## TASK OBJECTIVE
Your answer must consist of every line from the data below that includes the word "NewUser".

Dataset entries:
_ _ _ _ _ _ _

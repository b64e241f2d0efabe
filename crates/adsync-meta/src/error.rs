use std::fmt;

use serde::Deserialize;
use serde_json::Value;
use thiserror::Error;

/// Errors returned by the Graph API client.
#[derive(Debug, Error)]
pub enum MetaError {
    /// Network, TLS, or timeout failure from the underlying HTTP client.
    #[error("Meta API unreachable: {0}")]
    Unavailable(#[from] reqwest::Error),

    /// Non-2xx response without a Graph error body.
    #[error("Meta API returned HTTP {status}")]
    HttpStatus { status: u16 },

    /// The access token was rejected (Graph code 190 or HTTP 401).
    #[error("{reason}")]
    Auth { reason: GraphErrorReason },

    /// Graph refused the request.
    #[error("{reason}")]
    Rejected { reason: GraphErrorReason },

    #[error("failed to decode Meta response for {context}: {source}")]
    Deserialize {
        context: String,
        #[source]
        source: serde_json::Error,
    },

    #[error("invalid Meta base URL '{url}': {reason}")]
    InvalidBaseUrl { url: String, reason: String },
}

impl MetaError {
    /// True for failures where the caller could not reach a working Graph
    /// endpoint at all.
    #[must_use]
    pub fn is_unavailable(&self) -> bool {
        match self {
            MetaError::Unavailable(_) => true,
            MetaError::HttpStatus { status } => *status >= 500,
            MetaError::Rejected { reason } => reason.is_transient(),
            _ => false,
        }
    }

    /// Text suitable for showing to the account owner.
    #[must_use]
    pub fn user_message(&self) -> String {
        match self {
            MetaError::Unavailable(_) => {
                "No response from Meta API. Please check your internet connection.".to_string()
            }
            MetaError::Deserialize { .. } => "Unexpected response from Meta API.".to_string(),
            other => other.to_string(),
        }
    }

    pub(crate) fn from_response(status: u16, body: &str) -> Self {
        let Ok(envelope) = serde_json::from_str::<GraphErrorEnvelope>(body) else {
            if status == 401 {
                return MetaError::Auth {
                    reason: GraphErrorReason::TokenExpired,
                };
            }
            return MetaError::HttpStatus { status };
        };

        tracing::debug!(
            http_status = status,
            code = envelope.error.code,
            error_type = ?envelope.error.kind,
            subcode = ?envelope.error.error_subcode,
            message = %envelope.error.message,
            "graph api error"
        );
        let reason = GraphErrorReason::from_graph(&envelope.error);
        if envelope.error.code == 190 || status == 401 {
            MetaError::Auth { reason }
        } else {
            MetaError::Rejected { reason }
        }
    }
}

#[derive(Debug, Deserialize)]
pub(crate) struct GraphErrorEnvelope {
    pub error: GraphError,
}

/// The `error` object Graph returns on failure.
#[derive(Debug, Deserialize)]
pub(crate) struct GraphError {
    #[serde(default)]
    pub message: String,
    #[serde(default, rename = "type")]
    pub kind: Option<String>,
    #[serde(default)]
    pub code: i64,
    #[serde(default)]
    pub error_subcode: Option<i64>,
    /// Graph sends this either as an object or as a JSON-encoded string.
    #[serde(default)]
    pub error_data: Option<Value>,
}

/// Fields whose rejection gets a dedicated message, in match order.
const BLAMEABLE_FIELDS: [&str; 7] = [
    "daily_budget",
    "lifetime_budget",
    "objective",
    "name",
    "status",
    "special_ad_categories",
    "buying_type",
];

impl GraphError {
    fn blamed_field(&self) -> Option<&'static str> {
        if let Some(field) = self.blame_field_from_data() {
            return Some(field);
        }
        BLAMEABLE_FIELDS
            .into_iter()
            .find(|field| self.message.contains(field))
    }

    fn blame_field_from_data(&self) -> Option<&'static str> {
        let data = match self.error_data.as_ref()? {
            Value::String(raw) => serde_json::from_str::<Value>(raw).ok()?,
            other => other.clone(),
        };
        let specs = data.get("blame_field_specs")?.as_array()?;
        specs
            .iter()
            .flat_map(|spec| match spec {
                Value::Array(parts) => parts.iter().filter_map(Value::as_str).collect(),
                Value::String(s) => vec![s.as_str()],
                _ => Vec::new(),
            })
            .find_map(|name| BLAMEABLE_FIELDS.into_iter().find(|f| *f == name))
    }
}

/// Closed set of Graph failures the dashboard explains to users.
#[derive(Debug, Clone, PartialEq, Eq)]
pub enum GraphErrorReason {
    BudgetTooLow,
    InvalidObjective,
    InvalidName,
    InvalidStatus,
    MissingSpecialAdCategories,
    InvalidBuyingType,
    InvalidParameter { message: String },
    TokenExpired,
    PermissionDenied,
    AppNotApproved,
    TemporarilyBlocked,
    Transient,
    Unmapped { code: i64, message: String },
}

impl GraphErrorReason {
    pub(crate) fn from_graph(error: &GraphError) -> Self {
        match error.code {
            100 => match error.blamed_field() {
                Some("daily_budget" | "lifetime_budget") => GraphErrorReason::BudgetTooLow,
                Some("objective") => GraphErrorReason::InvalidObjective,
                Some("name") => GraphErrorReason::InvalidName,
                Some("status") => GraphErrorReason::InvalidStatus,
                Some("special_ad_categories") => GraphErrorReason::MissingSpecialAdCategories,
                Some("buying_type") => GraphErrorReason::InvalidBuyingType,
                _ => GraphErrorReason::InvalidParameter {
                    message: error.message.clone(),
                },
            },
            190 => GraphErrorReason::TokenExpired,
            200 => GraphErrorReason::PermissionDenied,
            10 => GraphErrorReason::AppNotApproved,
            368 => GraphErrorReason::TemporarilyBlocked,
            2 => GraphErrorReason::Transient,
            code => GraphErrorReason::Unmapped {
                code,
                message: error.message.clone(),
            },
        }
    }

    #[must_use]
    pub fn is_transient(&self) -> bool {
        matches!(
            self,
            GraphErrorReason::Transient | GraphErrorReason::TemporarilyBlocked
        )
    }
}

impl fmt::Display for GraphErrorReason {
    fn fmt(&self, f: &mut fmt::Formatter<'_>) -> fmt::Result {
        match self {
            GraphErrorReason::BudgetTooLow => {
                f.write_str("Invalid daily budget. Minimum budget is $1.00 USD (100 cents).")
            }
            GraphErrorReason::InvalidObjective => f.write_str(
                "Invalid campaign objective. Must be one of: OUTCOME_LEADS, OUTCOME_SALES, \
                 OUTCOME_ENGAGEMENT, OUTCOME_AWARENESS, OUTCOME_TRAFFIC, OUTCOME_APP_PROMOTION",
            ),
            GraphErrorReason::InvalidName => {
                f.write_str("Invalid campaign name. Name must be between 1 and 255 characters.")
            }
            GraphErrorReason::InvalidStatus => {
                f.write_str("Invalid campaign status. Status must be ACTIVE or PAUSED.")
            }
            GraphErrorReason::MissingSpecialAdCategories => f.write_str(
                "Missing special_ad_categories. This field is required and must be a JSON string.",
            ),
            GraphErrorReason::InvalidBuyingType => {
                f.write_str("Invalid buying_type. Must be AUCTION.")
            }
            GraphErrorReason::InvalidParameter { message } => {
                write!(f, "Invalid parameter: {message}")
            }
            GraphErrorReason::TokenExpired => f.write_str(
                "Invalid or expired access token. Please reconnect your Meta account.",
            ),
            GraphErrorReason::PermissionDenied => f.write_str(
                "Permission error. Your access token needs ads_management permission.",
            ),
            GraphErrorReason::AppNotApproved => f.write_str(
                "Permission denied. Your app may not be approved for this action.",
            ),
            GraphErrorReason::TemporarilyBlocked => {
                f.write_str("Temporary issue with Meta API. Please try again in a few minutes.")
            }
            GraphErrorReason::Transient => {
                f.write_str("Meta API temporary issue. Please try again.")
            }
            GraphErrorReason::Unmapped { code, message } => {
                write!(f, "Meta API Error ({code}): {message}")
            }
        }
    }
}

_ _ _ _ _ _ _

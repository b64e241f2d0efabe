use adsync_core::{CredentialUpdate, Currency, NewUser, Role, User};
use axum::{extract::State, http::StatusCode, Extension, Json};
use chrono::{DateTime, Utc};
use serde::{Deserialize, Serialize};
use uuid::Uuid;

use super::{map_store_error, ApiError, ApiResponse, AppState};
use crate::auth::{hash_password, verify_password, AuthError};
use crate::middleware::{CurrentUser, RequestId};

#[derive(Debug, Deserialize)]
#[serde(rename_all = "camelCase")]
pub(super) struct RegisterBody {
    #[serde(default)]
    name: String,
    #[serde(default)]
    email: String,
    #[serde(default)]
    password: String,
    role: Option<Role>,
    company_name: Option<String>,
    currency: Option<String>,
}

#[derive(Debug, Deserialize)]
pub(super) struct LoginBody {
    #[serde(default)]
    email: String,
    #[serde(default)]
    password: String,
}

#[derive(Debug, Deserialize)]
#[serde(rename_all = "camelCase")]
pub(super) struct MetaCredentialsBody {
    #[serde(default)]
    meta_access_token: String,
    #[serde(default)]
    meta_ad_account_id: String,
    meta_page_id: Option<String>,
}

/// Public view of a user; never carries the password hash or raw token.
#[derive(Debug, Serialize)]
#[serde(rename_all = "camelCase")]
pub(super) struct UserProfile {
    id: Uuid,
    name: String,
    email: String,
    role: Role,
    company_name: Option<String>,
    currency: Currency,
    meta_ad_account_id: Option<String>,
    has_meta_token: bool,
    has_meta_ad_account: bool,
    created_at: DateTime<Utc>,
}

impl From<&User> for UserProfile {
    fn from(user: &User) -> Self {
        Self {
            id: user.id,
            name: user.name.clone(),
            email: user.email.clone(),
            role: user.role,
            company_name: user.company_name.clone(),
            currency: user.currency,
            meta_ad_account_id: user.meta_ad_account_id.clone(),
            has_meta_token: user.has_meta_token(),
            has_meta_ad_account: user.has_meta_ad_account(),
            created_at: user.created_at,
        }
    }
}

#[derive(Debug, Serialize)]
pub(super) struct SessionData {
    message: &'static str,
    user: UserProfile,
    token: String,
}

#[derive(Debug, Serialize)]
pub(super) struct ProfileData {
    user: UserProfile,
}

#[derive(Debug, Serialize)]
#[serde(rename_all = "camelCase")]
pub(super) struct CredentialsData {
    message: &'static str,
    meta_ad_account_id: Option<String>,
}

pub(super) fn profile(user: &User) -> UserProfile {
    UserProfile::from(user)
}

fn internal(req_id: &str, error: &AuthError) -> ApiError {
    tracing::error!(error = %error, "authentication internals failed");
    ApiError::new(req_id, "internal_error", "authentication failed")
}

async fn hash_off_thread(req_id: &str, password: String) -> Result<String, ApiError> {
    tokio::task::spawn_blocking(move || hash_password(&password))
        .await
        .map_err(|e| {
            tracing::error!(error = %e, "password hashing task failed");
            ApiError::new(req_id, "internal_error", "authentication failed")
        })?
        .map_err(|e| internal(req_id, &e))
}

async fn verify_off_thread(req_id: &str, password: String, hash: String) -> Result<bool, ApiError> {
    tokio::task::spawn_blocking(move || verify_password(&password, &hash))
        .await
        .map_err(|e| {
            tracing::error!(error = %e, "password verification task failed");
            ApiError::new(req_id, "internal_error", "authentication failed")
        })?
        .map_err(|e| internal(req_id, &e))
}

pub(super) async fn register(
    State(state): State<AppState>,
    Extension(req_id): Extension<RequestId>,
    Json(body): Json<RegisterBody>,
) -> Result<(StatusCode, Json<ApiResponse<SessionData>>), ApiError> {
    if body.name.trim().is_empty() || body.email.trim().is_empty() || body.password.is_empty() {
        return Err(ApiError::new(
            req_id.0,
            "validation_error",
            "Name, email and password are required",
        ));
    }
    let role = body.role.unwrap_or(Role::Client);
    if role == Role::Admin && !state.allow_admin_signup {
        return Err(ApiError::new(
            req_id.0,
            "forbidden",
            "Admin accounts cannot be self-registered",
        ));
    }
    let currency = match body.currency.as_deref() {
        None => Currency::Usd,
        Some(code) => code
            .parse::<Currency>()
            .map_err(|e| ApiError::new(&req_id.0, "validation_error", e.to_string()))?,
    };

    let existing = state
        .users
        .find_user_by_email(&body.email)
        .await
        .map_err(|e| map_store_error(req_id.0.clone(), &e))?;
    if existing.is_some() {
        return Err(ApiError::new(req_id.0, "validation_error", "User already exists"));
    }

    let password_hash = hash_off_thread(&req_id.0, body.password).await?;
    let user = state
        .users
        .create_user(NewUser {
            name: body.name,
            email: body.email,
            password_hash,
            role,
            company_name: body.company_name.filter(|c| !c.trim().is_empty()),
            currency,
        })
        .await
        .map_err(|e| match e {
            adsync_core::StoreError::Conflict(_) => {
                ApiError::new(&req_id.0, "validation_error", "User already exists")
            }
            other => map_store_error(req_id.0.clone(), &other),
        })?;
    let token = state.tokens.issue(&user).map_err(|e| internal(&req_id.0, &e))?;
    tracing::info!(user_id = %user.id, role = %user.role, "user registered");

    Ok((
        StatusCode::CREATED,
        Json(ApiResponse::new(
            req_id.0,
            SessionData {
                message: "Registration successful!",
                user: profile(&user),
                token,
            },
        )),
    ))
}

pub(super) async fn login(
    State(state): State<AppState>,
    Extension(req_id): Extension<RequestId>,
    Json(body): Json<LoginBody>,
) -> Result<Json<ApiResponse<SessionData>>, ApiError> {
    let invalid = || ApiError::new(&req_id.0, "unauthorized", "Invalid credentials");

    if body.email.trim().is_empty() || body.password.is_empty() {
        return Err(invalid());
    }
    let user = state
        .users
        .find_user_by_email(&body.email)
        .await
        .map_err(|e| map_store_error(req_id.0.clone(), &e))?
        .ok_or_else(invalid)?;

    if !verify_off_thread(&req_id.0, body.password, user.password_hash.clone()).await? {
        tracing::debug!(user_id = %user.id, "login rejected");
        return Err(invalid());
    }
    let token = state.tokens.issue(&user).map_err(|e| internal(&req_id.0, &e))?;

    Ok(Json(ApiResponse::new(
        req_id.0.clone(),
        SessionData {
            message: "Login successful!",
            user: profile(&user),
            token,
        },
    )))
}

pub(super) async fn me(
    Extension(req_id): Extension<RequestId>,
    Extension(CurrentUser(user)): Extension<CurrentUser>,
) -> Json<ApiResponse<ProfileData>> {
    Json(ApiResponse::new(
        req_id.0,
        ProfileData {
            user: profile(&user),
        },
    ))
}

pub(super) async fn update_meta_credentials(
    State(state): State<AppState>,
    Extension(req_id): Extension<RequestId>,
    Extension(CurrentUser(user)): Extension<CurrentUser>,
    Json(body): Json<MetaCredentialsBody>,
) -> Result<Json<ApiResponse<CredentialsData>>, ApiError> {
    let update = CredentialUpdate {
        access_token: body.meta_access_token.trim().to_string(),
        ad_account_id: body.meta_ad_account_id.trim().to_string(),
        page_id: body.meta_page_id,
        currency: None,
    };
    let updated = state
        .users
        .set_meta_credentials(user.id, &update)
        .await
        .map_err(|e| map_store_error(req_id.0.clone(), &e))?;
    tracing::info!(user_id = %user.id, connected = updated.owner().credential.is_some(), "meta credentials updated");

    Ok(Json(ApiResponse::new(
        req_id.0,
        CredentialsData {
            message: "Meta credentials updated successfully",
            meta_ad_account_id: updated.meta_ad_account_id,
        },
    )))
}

_ _ _ _ _ _ _

## EXERCISE SOLUTION
use adsync_core::{CredentialUpdate, Currency, NewUser, Role, User};
        .create_user(NewUser {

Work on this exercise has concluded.